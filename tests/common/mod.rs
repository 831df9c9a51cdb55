#![allow(dead_code)]

use std::io::Cursor;
use std::sync::Arc;

use axum::{
    Router,
    body::Body,
    http::{Request, StatusCode, header},
};
use cropdoc::api::AppState;
use cropdoc::config::Config;
use cropdoc::predictor::{PlaceholderPredictor, Predictor};
use http_body_util::BodyExt;
use serde_json::{Value, json};
use tempfile::TempDir;
use tower::ServiceExt;

pub const PASSWORD: &str = "harvest-moon-42";
const BOUNDARY: &str = "cropdoc-test-boundary";

pub struct TestApp {
    pub router: Router,
    pub state: Arc<AppState>,
    _dir: TempDir,
}

pub fn test_config(dir: &TempDir) -> Config {
    let mut config = Config::default();
    config.general.database_path = format!("sqlite:{}", dir.path().join("test.db").display());
    config.storage.media_root = dir.path().join("media").to_string_lossy().to_string();
    config.auth.jwt_secret = "integration-test-secret".to_string();
    config.observability.metrics_enabled = false;
    config.security.argon2_memory_cost_kib = 1024;
    config.security.argon2_time_cost = 1;
    config
}

pub async fn spawn_app() -> TestApp {
    spawn_app_with(Arc::new(PlaceholderPredictor::new(224)), |_| {}).await
}

pub async fn spawn_app_with(
    predictor: Arc<dyn Predictor>,
    customize: impl FnOnce(&mut Config),
) -> TestApp {
    let dir = tempfile::tempdir().expect("Failed to create temp dir");
    let mut config = test_config(&dir);
    customize(&mut config);

    let state = cropdoc::api::create_app_state_with_predictor(config, predictor, None)
        .await
        .expect("Failed to create app state");

    TestApp {
        router: cropdoc::api::router(state.clone()),
        state,
        _dir: dir,
    }
}

impl TestApp {
    pub async fn send(&self, request: Request<Body>) -> (StatusCode, Value) {
        let response = self.router.clone().oneshot(request).await.unwrap();
        let status = response.status();
        let bytes = response.into_body().collect().await.unwrap().to_bytes();
        let body = if bytes.is_empty() {
            Value::Null
        } else {
            serde_json::from_slice(&bytes).unwrap_or_else(|_| {
                Value::String(String::from_utf8_lossy(&bytes).to_string())
            })
        };
        (status, body)
    }

    pub async fn post_json(&self, uri: &str, body: Value) -> (StatusCode, Value) {
        self.send(
            Request::builder()
                .method("POST")
                .uri(uri)
                .header(header::CONTENT_TYPE, mime::APPLICATION_JSON.as_ref())
                .body(Body::from(body.to_string()))
                .unwrap(),
        )
        .await
    }

    pub async fn get(&self, uri: &str, token: Option<&str>) -> (StatusCode, Value) {
        let mut builder = Request::builder().uri(uri);
        if let Some(token) = token {
            builder = builder.header(header::AUTHORIZATION, format!("Bearer {token}"));
        }
        self.send(builder.body(Body::empty()).unwrap()).await
    }

    pub async fn register(&self, username: &str) -> (StatusCode, Value) {
        self.post_json(
            "/api/users/register/",
            json!({
                "username": username,
                "email": format!("{username}@example.com"),
                "password": PASSWORD,
                "password2": PASSWORD,
                "first_name": "Test",
            }),
        )
        .await
    }

    /// Registers `username` and returns `(user_id, access_token, refresh_token)`.
    pub async fn signup(&self, username: &str) -> (i32, String, String) {
        let (status, body) = self.register(username).await;
        assert_eq!(status, StatusCode::CREATED, "register failed: {body}");
        let user_id = body["user"]["id"].as_i64().unwrap() as i32;

        let (status, body) = self
            .post_json(
                "/api/users/token/",
                json!({ "username": username, "password": PASSWORD }),
            )
            .await;
        assert_eq!(status, StatusCode::OK, "token failed: {body}");

        (
            user_id,
            body["access"].as_str().unwrap().to_string(),
            body["refresh"].as_str().unwrap().to_string(),
        )
    }

    pub async fn upload(
        &self,
        token: &str,
        field: &str,
        file_name: &str,
        bytes: &[u8],
    ) -> (StatusCode, Value) {
        self.send(upload_request(token, field, file_name, bytes)).await
    }

    pub async fn record_count(&self, user_id: i32) -> u64 {
        self.state
            .store
            .analysis_count_for_user(user_id)
            .await
            .unwrap()
    }

    pub fn stored_upload_count(&self) -> usize {
        std::fs::read_dir(self.state.storage.media_root().join("uploads"))
            .map(|entries| entries.count())
            .unwrap_or(0)
    }
}

pub fn upload_request(token: &str, field: &str, file_name: &str, bytes: &[u8]) -> Request<Body> {
    Request::builder()
        .method("POST")
        .uri("/api/analysis/upload/")
        .header(header::AUTHORIZATION, format!("Bearer {token}"))
        .header(
            header::CONTENT_TYPE,
            format!("multipart/form-data; boundary={BOUNDARY}"),
        )
        .body(Body::from(multipart_body(field, file_name, bytes)))
        .unwrap()
}

pub fn multipart_body(field: &str, file_name: &str, bytes: &[u8]) -> Vec<u8> {
    let mut body = format!(
        "--{BOUNDARY}\r\n\
         Content-Disposition: form-data; name=\"{field}\"; filename=\"{file_name}\"\r\n\
         Content-Type: application/octet-stream\r\n\r\n"
    )
    .into_bytes();
    body.extend_from_slice(bytes);
    body.extend_from_slice(format!("\r\n--{BOUNDARY}--\r\n").as_bytes());
    body
}

pub fn png_bytes(width: u32, height: u32) -> Vec<u8> {
    let img = image::RgbImage::from_fn(width, height, |x, y| {
        image::Rgb([(x * 7 % 256) as u8, 140, (y * 11 % 256) as u8])
    });
    let mut bytes = Cursor::new(Vec::new());
    img.write_to(&mut bytes, image::ImageFormat::Png).unwrap();
    bytes.into_inner()
}
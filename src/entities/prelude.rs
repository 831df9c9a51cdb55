pub use super::crop_analyses::Entity as CropAnalyses;
pub use super::users::Entity as Users;
use std::path::Path;

use anyhow::Context;

use crate::config::Config;
use crate::predictor::{PlaceholderPredictor, Predictor};

pub fn cmd_predict(config: &Config, path: &Path) -> anyhow::Result<()> {
    if !path.exists() {
        anyhow::bail!("Image not found: {}", path.display());
    }

    let predictor = PlaceholderPredictor::new(config.predictor.input_size);
    let prediction = predictor.predict(path)?;

    let payload = prediction.to_payload().context("Failed to encode payload")?;
    println!("{}", serde_json::to_string_pretty(&payload)?);

    if prediction.is_failure() {
        anyhow::bail!("Prediction failed for {}", path.display());
    }

    Ok(())
}
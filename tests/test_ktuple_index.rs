use dotplot::alphabet::{tuple_code, Alphabet};
use dotplot::ktuple_index::KTupleIndex;

#[test]
fn finds_repeated_tuples() {
    let a = Alphabet::dna();
    let enc = a.encode(b"ACGTACGT");
    let idx = KTupleIndex::build(enc.codes(), a.len() as u64, 4).unwrap();
    let code = tuple_code(&enc.codes()[0..4], a.len() as u64).unwrap();
    assert_eq!(idx.positions(code), &[0, 4]);
}

#[test]
fn sentinel_poisons_overlapping_windows() {
    let a = Alphabet::dna();
    let enc = a.encode(b"ACGNACGT");
    let idx = KTupleIndex::build(enc.codes(), a.len() as u64, 4).unwrap();
    // Windows [0,4) and [1,5) overlap the N at position 3, so they
    // contribute no entries; only [4,8) is present.
    assert!(idx.positions_for_window(enc.codes(), 0).is_none());
    assert!(idx.positions_for_window(enc.codes(), 1).is_none());
    let pos = idx.positions_for_window(enc.codes(), 4).unwrap();
    assert_eq!(pos, &[4]);
}

#[test]
fn short_sequence_yields_empty_index() {
    let a = Alphabet::dna();
    let enc = a.encode(b"AC");
    let idx = KTupleIndex::build(enc.codes(), a.len() as u64, 4).unwrap();
    assert_eq!(idx.tuple_count(), 256);
    for code in 0..256u64 {
        assert!(idx.positions(code).is_empty());
    }
}

#[test]
fn k_zero_is_rejected() {
    let a = Alphabet::dna();
    let enc = a.encode(b"ACGT");
    assert!(KTupleIndex::build(enc.codes(), a.len() as u64, 0).is_err());
}
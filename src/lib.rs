pub mod alphabet;
pub mod cli;
pub mod conserved;
pub mod container;
pub mod error;
pub mod extender;
pub mod grid;
pub mod ktuple_index;
pub mod match_store;
pub mod orchestrator;

pub use alphabet::{Alphabet, EncodedSequence};
pub use error::{CoreError, CoreResult};
pub use extender::ExtendParams;
pub use grid::Grid;
pub use match_store::{Match, MatchStore};
pub use orchestrator::{Axis, AxisMeta, Plot, RegionKey};
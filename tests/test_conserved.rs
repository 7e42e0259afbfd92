use dotplot::conserved::{intersect_three, Interval};

#[test]
fn empty_inputs_yield_no_segments() {
    assert!(intersect_three(&[], &[], &[]).is_empty());
}

#[test]
fn full_overlap_of_three_equal_intervals_is_preserved() {
    let iv = [Interval {
        start: 10,
        length: 5,
    }];
    let result = intersect_three(&iv, &iv, &iv);
    assert_eq!(
        result,
        vec![Interval {
            start: 10,
            length: 5
        }]
    );
}

#[test]
fn only_the_shared_sub_range_is_emitted() {
    let a = [Interval {
        start: 0,
        length: 20,
    }];
    let b = [Interval {
        start: 5,
        length: 20,
    }];
    let c = [Interval {
        start: 10,
        length: 5,
    }];
    let result = intersect_three(&a, &b, &c);
    assert_eq!(
        result,
        vec![Interval {
            start: 10,
            length: 5
        }]
    );
}

#[test]
fn missing_coverage_from_one_source_yields_nothing() {
    let a = [Interval {
        start: 0,
        length: 20,
    }];
    let b = [Interval {
        start: 0,
        length: 20,
    }];
    let c: [Interval; 0] = [];
    assert!(intersect_three(&a, &b, &c).is_empty());
}

#[test]
fn adjacent_non_overlapping_intervals_do_not_merge() {
    let a = [Interval {
        start: 0,
        length: 10,
    }];
    let b = [Interval {
        start: 0,
        length: 10,
    }];
    let c = [
        Interval { start: 0, length: 5 },
        Interval { start: 5, length: 5 },
    ];
    let result = intersect_three(&a, &b, &c);
    // c's two intervals exactly abut at 5; a closing edge at 5 sorts
    // ahead of c's own opening edge at 5, so the combined coverage
    // from c never actually drops, yielding one segment.
    assert_eq!(
        result,
        vec![Interval {
            start: 0,
            length: 10
        }]
    );
}

#[test]
fn commutative_in_argument_order() {
    let a = [Interval {
        start: 0,
        length: 10,
    }];
    let b = [Interval {
        start: 3,
        length: 10,
    }];
    let c = [Interval {
        start: 6,
        length: 10,
    }];
    let mut r1 = intersect_three(&a, &b, &c);
    let mut r2 = intersect_three(&c, &a, &b);
    r1.sort_by_key(|iv| iv.start);
    r2.sort_by_key(|iv| iv.start);
    assert_eq!(r1, r2);
}
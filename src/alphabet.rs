use crate::error::{CoreError, CoreResult};

/// Default DNA alphabet, matching `reference`'s own base set.
pub const DNA: &[u8] = b"ACGT";

/// Maps a configured alphabet Σ (|Σ| ≤ 32) to 0-based integer codes.
///
/// Any byte outside Σ (case-insensitively) is normalized to the
/// out-of-band sentinel code `|Σ|` — the same trick `reference`'s
/// `kmer_codec::build_codes` uses for `N`, generalized so the tuple
/// hash can detect poison by a single `>= alphabet_len` comparison
/// instead of a branch per symbol.
#[derive(Debug, Clone)]
pub struct Alphabet {
    symbols: Vec<u8>,
    code_of: [u8; 256],
}

impl Alphabet {
    /// Build an alphabet from its distinct uppercase symbols.
    pub fn new(symbols: &[u8]) -> CoreResult<Self> {
        if symbols.is_empty() {
            return Err(CoreError::Parameter("alphabet must be non-empty".into()));
        }
        if symbols.len() > 32 {
            return Err(CoreError::Parameter(format!(
                "alphabet size {} exceeds the maximum of 32",
                symbols.len()
            )));
        }
        let mut seen = std::collections::HashSet::new();
        for &s in symbols {
            if !seen.insert(s.to_ascii_uppercase()) {
                return Err(CoreError::Parameter(format!(
                    "duplicate alphabet symbol '{}'",
                    s as char
                )));
            }
        }

        let sentinel = symbols.len() as u8;
        let mut code_of = [sentinel; 256];
        for (code, &s) in symbols.iter().enumerate() {
            code_of[s.to_ascii_uppercase() as usize] = code as u8;
            code_of[s.to_ascii_lowercase() as usize] = code as u8;
        }

        Ok(Alphabet {
            symbols: symbols.iter().map(|s| s.to_ascii_uppercase()).collect(),
            code_of,
        })
    }

    /// The default DNA alphabet `{A,C,G,T}`.
    pub fn dna() -> Self {
        Alphabet::new(DNA).expect("DNA alphabet is always valid")
    }

    /// |Σ|.
    pub fn len(&self) -> usize {
        self.symbols.len()
    }

    pub fn is_empty(&self) -> bool {
        false
    }

    /// The out-of-band sentinel code, used for any symbol outside Σ.
    pub fn sentinel(&self) -> u8 {
        self.symbols.len() as u8
    }

    /// `|Σ|^k`, checked against overflow of a `u64` tuple-value space.
    pub fn tuple_count(&self, k: u32) -> CoreResult<u64> {
        (self.len() as u64)
            .checked_pow(k)
            .ok_or_else(|| CoreError::Parameter(format!("|alphabet|^{k} overflows a u64")))
    }

    /// Encode one byte to its 0-based code, or the sentinel if out of Σ.
    #[inline]
    pub fn encode_byte(&self, b: u8) -> u8 {
        self.code_of[b as usize]
    }

    /// Encode a whole sequence.
    pub fn encode(&self, seq: &[u8]) -> EncodedSequence {
        EncodedSequence {
            codes: seq.iter().map(|&b| self.encode_byte(b)).collect(),
        }
    }

    /// Complement of a single code, defined only for the 4-symbol DNA
    /// alphabet in the canonical `A,C,G,T` order; `None` otherwise (the
    /// sentinel has no complement).
    pub fn complement_code(&self, code: u8) -> Option<u8> {
        if self.symbols.len() != 4 || &self.symbols != DNA {
            return None;
        }
        match code {
            0 => Some(3), // A <-> T
            1 => Some(2), // C <-> G
            2 => Some(1),
            3 => Some(0),
            _ => None,
        }
    }

    /// Reverse view of `codes` used for the anti-diagonal comparison:
    /// reverse-complement when this is the canonical DNA alphabet,
    /// literal reversal otherwise (non-DNA alphabets have no defined
    /// complement).
    pub fn reverse_view(&self, codes: &[u8]) -> Vec<u8> {
        let seq = EncodedSequence::from_codes(codes.to_vec());
        seq.reverse_complement(self)
            .map(|rc| rc.codes().to_vec())
            .unwrap_or_else(|_| seq.reverse().codes().to_vec())
    }
}

/// Immutable ordered sequence of encoded symbols.
#[derive(Debug, Clone)]
pub struct EncodedSequence {
    codes: Vec<u8>,
}

impl EncodedSequence {
    pub fn from_codes(codes: Vec<u8>) -> Self {
        EncodedSequence { codes }
    }

    pub fn len(&self) -> usize {
        self.codes.len()
    }

    pub fn is_empty(&self) -> bool {
        self.codes.is_empty()
    }

    pub fn codes(&self) -> &[u8] {
        &self.codes
    }

    /// Literal reversal (not complemented) — the "reverse Y" view used
    /// by the fast extender kernel.
    pub fn reverse(&self) -> EncodedSequence {
        let mut codes = self.codes.clone();
        codes.reverse();
        EncodedSequence { codes }
    }

    /// Reverse-complement, defined only when `alphabet` knows how to
    /// complement a code (canonical DNA). Sentinel codes pass through
    /// unchanged (they have no complement and never match anything).
    pub fn reverse_complement(&self, alphabet: &Alphabet) -> CoreResult<EncodedSequence> {
        let sentinel = alphabet.sentinel();
        let mut codes = Vec::with_capacity(self.codes.len());
        for &c in self.codes.iter().rev() {
            if c == sentinel {
                codes.push(sentinel);
            } else {
                let comp = alphabet.complement_code(c).ok_or_else(|| {
                    CoreError::Parameter(
                        "reverse_complement requires the canonical 4-symbol DNA alphabet".into(),
                    )
                })?;
                codes.push(comp);
            }
        }
        Ok(EncodedSequence { codes })
    }
}

/// Compute the base-|Σ| tuple code of `window`, returning `None`
/// ("poisoned") if any position carries the sentinel.
#[inline]
pub fn tuple_code(window: &[u8], alphabet_len: u64) -> Option<u64> {
    let mut code: u64 = 0;
    for &c in window {
        if c as u64 >= alphabet_len {
            return None;
        }
        code = code * alphabet_len + c as u64;
    }
    Some(code)
}
use thiserror::Error;

/// Error type returned by the comparison kernel.
///
/// No kind is retried inside the core; a failed call leaves no partial
/// mutation visible to the caller.
#[derive(Debug, Error)]
pub enum CoreError {
    /// Invalid parameters supplied before any allocation happened.
    #[error("parameter error: {0}")]
    Parameter(String),

    /// Unknown magic, unsupported version, or truncated buffer on load.
    #[error("format error: {0}")]
    Format(String),

    /// Out-of-range or inverted sub-sequence / sub-region extraction.
    #[error("bounds error: {0}")]
    Bounds(String),

    /// I/O failure at the sequence-load or serialize boundary.
    #[error("io error: {0}")]
    Io(#[from] std::io::Error),
}

pub type CoreResult<T> = Result<T, CoreError>;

• • • •

● Exercise aim
Filter the listing so that only lines holding the word "EncodedSequence" remain, and copy those lines.

● Task output
pub use alphabet::{Alphabet, EncodedSequence};
    pub fn encode(&self, seq: &[u8]) -> EncodedSequence {
        EncodedSequence {
        let seq = EncodedSequence::from_codes(codes.to_vec());
pub struct EncodedSequence {
impl EncodedSequence {
        EncodedSequence { codes }
    pub fn reverse(&self) -> EncodedSequence {
        EncodedSequence { codes }
    pub fn reverse_complement(&self, alphabet: &Alphabet) -> CoreResult<EncodedSequence> {
        Ok(EncodedSequence { codes })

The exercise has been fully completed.